Comment by slopinthebag
8 hours ago
I think the industry has leaned waaay too far into completely autonomous agents. Of course there are reasons why corporations would want to completely replace their engineers with fully autonomous coding agents, but for those of us who actually work developing software, why would we want less and less autonomy? Especially since it alienates us from our codebases, requiring more effort in the future to gain an understanding of what is happening.
I think we should move to semi-autonomous steerable agents, with manual and powerful context management. Our tools should graduate from simple chat threads to something more akin to the way we approach our work naturally. And a big benefit of this is that we won't need expensive locked down SOTA models to do this, the open models are more than powerful enough for pennies on the dollar.
I'm hearing this more and more, we need new UX that is better suited for the LLM meta. But none that I've seen so far have really got it, yet.
When you steer a car, there isn’t this degree of probability about the output.
How do you emulate that with llm’s? I suppose the objective is to get variance down to the point it’s barely noticeable. But not sure it’ll get to that place based on accumulating more data and re-training models.
Well, the point is by steering it you can get both more expected/reproducible output, and you can correct bad assumptions before they become solidified in your codebase.

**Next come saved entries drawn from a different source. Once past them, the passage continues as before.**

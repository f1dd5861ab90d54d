//! Shared fixtures for the integration tests
//!
//! A test server runs an object adapter with:
//! - `test`: a `MyDerivedClass` servant
//! - `context`: a `TestCheckedCast` servant that records the context of
//!   the last `ice_isA` it answered
//!
//! listening on loopback TCP and UDP (ports picked by the OS).

#![allow(dead_code)]

use async_trait::async_trait;
use bytes::{Bytes, BytesMut};
use objrpc::{
    define_proxy, Communicator, Context, Current, DispatchError, DispatchFuture, DispatchResult,
    Endpoint, Identity, ObjectAdapter, ObjectPrx, Result, RpcError, Servant,
};
use objrpc_wire::encoding::{get_context, get_i32, get_string, put_context, put_i32, put_string};
use objrpc_wire::WireError;
use parking_lot::Mutex;
use std::sync::Arc;
use std::sync::Once;
use std::time::{Duration, Instant};
use tracing::info;
use tracing_subscriber::EnvFilter;

static INIT: Once = Once::new();

/// Install a log subscriber once per test binary. `RUST_LOG` overrides
/// the default `warn` level.
pub fn init_logging() {
    INIT.call_once(|| {
        let filter = EnvFilter::try_from_default_env().unwrap_or_else(|_| EnvFilter::new("warn"));
        let _ = tracing_subscriber::fmt()
            .with_env_filter(filter)
            .with_test_writer()
            .try_init();
    });
}

pub const MY_CLASS_ID: &str = "::Test::MyClass";
pub const MY_DERIVED_CLASS_ID: &str = "::Test::MyDerivedClass";
pub const TEST_CHECKED_CAST_ID: &str = "::Test::TestCheckedCast";

/// Payload of the user exception raised by `opUserException`
pub const SOME_EXCEPTION: &str = "::Test::SomeException";

fn bad_params(e: WireError) -> DispatchError {
    DispatchError::Unknown(format!("bad parameters: {}", e))
}

fn bad_results(e: WireError) -> RpcError {
    RpcError::Protocol(format!("bad results: {}", e))
}

pub fn encode_i32(value: i32) -> Bytes {
    let mut buf = BytesMut::with_capacity(4);
    put_i32(&mut buf, value);
    buf.freeze()
}

pub fn encode_strings(values: &[&str]) -> Bytes {
    let mut buf = BytesMut::new();
    for value in values {
        put_string(&mut buf, value);
    }
    buf.freeze()
}

pub fn encode_context(context: &Context) -> Bytes {
    let mut buf = BytesMut::new();
    put_context(&mut buf, context);
    buf.freeze()
}

/// Servant for `::Test::MyClass`, or `::Test::MyDerivedClass` when
/// created with [`MyClassI::derived`]
pub struct MyClassI {
    derived: bool,
    /// Sequence numbers received by `opByteSOneway`, in dispatch order
    pub oneways: Mutex<Vec<i32>>,
}

impl MyClassI {
    pub fn new() -> Arc<Self> {
        Arc::new(Self {
            derived: false,
            oneways: Mutex::new(Vec::new()),
        })
    }

    pub fn derived() -> Arc<Self> {
        Arc::new(Self {
            derived: true,
            oneways: Mutex::new(Vec::new()),
        })
    }

    pub fn oneways(&self) -> Vec<i32> {
        self.oneways.lock().clone()
    }

    async fn handle(&self, current: Current, mut params: Bytes) -> DispatchResult {
        match current.operation.as_str() {
            "opVoid" => Ok(Bytes::new()),
            "opDerived" if self.derived => Ok(Bytes::new()),
            "opString" => {
                let p1 = get_string(&mut params).map_err(bad_params)?;
                let p2 = get_string(&mut params).map_err(bad_params)?;
                let r = format!("{} {}", p1, p2);
                let p3 = format!("{} {}", p2, p1);
                Ok(encode_strings(&[r.as_str(), p3.as_str()]))
            }
            "opSleep" => {
                let ms = get_i32(&mut params).map_err(bad_params)?;
                tokio::time::sleep(Duration::from_millis(ms.max(0) as u64)).await;
                Ok(Bytes::new())
            }
            "opContext" => Ok(encode_context(&current.context)),
            "opUserException" => Err(DispatchError::User(encode_strings(&[SOME_EXCEPTION]))),
            "opByteSOneway" => {
                let seq = get_i32(&mut params).map_err(bad_params)?;
                self.oneways.lock().push(seq);
                Ok(Bytes::new())
            }
            _ => Err(DispatchError::OperationNotExist),
        }
    }
}

impl Servant for MyClassI {
    fn type_ids(&self) -> &[&'static str] {
        if self.derived {
            &[MY_DERIVED_CLASS_ID, MY_CLASS_ID]
        } else {
            &[MY_CLASS_ID]
        }
    }

    fn dispatch(self: Arc<Self>, current: Current, params: Bytes) -> DispatchFuture {
        Box::pin(async move { self.handle(current, params).await })
    }
}

/// Servant that answers `getContext` with the context of the last
/// `ice_isA` request
#[derive(Default)]
pub struct TestCheckedCastI {
    context: Mutex<Context>,
}

impl Servant for TestCheckedCastI {
    fn type_ids(&self) -> &[&'static str] {
        &[TEST_CHECKED_CAST_ID]
    }

    fn dispatch(self: Arc<Self>, current: Current, _params: Bytes) -> DispatchFuture {
        Box::pin(async move {
            match current.operation.as_str() {
                "getContext" => Ok(encode_context(&self.context.lock())),
                _ => Err(DispatchError::OperationNotExist),
            }
        })
    }

    fn ice_is_a(&self, type_id: &str, current: &Current) -> bool {
        *self.context.lock() = current.context.clone();
        type_id == TEST_CHECKED_CAST_ID || type_id == objrpc::OBJECT_TYPE_ID
    }
}

define_proxy!(pub MyClassPrx => MY_CLASS_ID);
define_proxy!(pub MyDerivedClassPrx => MY_DERIVED_CLASS_ID);
define_proxy!(pub TestCheckedCastPrx => TEST_CHECKED_CAST_ID);

/// Operations of `::Test::MyClass`
#[async_trait]
pub trait MyClassOps: AsRef<ObjectPrx> + Sync {
    async fn op_void(&self) -> Result<()> {
        self.as_ref().invoke("opVoid", Bytes::new()).await.map(|_| ())
    }

    async fn op_string(&self, p1: &str, p2: &str) -> Result<(String, String)> {
        let mut results = self
            .as_ref()
            .invoke("opString", encode_strings(&[p1, p2]))
            .await?;
        let r = get_string(&mut results).map_err(bad_results)?;
        let p3 = get_string(&mut results).map_err(bad_results)?;
        Ok((r, p3))
    }

    async fn op_sleep(&self, ms: i32) -> Result<()> {
        self.as_ref()
            .invoke("opSleep", encode_i32(ms))
            .await
            .map(|_| ())
    }

    async fn op_context(&self) -> Result<Context> {
        let mut results = self.as_ref().invoke("opContext", Bytes::new()).await?;
        get_context(&mut results).map_err(bad_results)
    }

    async fn op_user_exception(&self) -> Result<()> {
        self.as_ref()
            .invoke("opUserException", Bytes::new())
            .await
            .map(|_| ())
    }

    async fn op_byte_s_oneway(&self, seq: i32) -> Result<()> {
        self.as_ref()
            .invoke("opByteSOneway", encode_i32(seq))
            .await
            .map(|_| ())
    }
}

impl MyClassOps for MyClassPrx {}
impl MyClassOps for MyDerivedClassPrx {}

impl MyDerivedClassPrx {
    pub async fn op_derived(&self) -> Result<()> {
        self.invoke("opDerived", Bytes::new()).await.map(|_| ())
    }
}

impl TestCheckedCastPrx {
    pub async fn get_context(&self) -> Result<Context> {
        let mut results = self.invoke("getContext", Bytes::new()).await?;
        get_context(&mut results).map_err(bad_results)
    }
}

/// A server communicator with the standard test objects
pub struct TestServer {
    pub communicator: Communicator,
    pub adapter: ObjectAdapter,
    pub tcp: Endpoint,
    pub udp: Endpoint,
    pub servant: Arc<MyClassI>,
}

impl TestServer {
    pub async fn start() -> Self {
        Self::start_with_id(None).await
    }

    /// Server whose adapter is registered as `adapter_id` (proxies it
    /// creates are indirect)
    pub async fn start_with_id(adapter_id: Option<&str>) -> Self {
        let communicator = Communicator::new().unwrap();
        let adapter = match adapter_id {
            Some(id) => communicator
                .create_object_adapter_with_id("TestAdapter", id)
                .unwrap(),
            None => communicator.create_object_adapter("TestAdapter").unwrap(),
        };
        let tcp = adapter.listen("tcp -h 127.0.0.1 -p 0").await.unwrap();
        let udp = adapter.listen("udp -h 127.0.0.1 -p 0").await.unwrap();

        let servant = MyClassI::derived();
        adapter.add(servant.clone(), Identity::new("test")).unwrap();
        adapter
            .add(Arc::new(TestCheckedCastI::default()), Identity::new("context"))
            .unwrap();
        info!("Test server listening on {} and {}", tcp, udp);

        Self {
            communicator,
            adapter,
            tcp,
            udp,
            servant,
        }
    }

    /// Reference text for `identity` over TCP with a 10s endpoint timeout
    pub fn reference(&self, identity: &str) -> String {
        format!("{}:tcp -h 127.0.0.1 -p {} -t 10000", identity, self.tcp.port)
    }

    /// Reference text for `identity` over TCP and UDP
    pub fn reference_with_udp(&self, identity: &str) -> String {
        format!(
            "{}:udp -h 127.0.0.1 -p {}",
            self.reference(identity),
            self.udp.port
        )
    }

    pub async fn shutdown(self) {
        self.adapter.deactivate();
        self.communicator.destroy().await;
    }
}

/// A client communicator separate from the server's, so calls go over
/// the network
pub fn client() -> Communicator {
    Communicator::new().unwrap()
}

/// Poll `condition` until it holds or `timeout` elapses
pub async fn wait_until(timeout: Duration, mut condition: impl FnMut() -> bool) -> bool {
    let deadline = Instant::now() + timeout;
    while Instant::now() < deadline {
        if condition() {
            return true;
        }
        tokio::time::sleep(Duration::from_millis(10)).await;
    }
    condition()
}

You can get pretty close to reproducible output by narrowing the scope and using certain prompts/harnesses. As in, you get roughly the same output each time with identical prompts, assuming you're using a model which doesn't change every few hours to deal with load, and you aren't using a coding harness that changes how it works every update. It's not deterministic, but if you ask it for a scoped implementation you essentially get the same implementation every time, with some minor and usually irrelevant differences.
So you can imagine with a stable model and harness, with steering you can basically get what you ask it for each time. Tooling that exploits this fact can be much more akin to using an autocomplete, but instead of a line of code it's blocks of code, functions, etc.
A harness that makes it easy to steer means you can basically write the same code you would have otherwise written, just faster. Which I think is a genuine win, not only from a productivity standpoint but also you maintain control over the codebase and you aren't alienated or disenfranchised from the output, and it's much easier to make corrections or write your own implementations where you feel it's necessary. It becomes more of an augmentation and less of a replacement.
You wrote all that and didn’t address the question lmao.
There’s diminishing returns and moreover this idea that people are holding it wrong / they need to figure out the complexity goes against all that has been done over the past 30 years : making things simpler.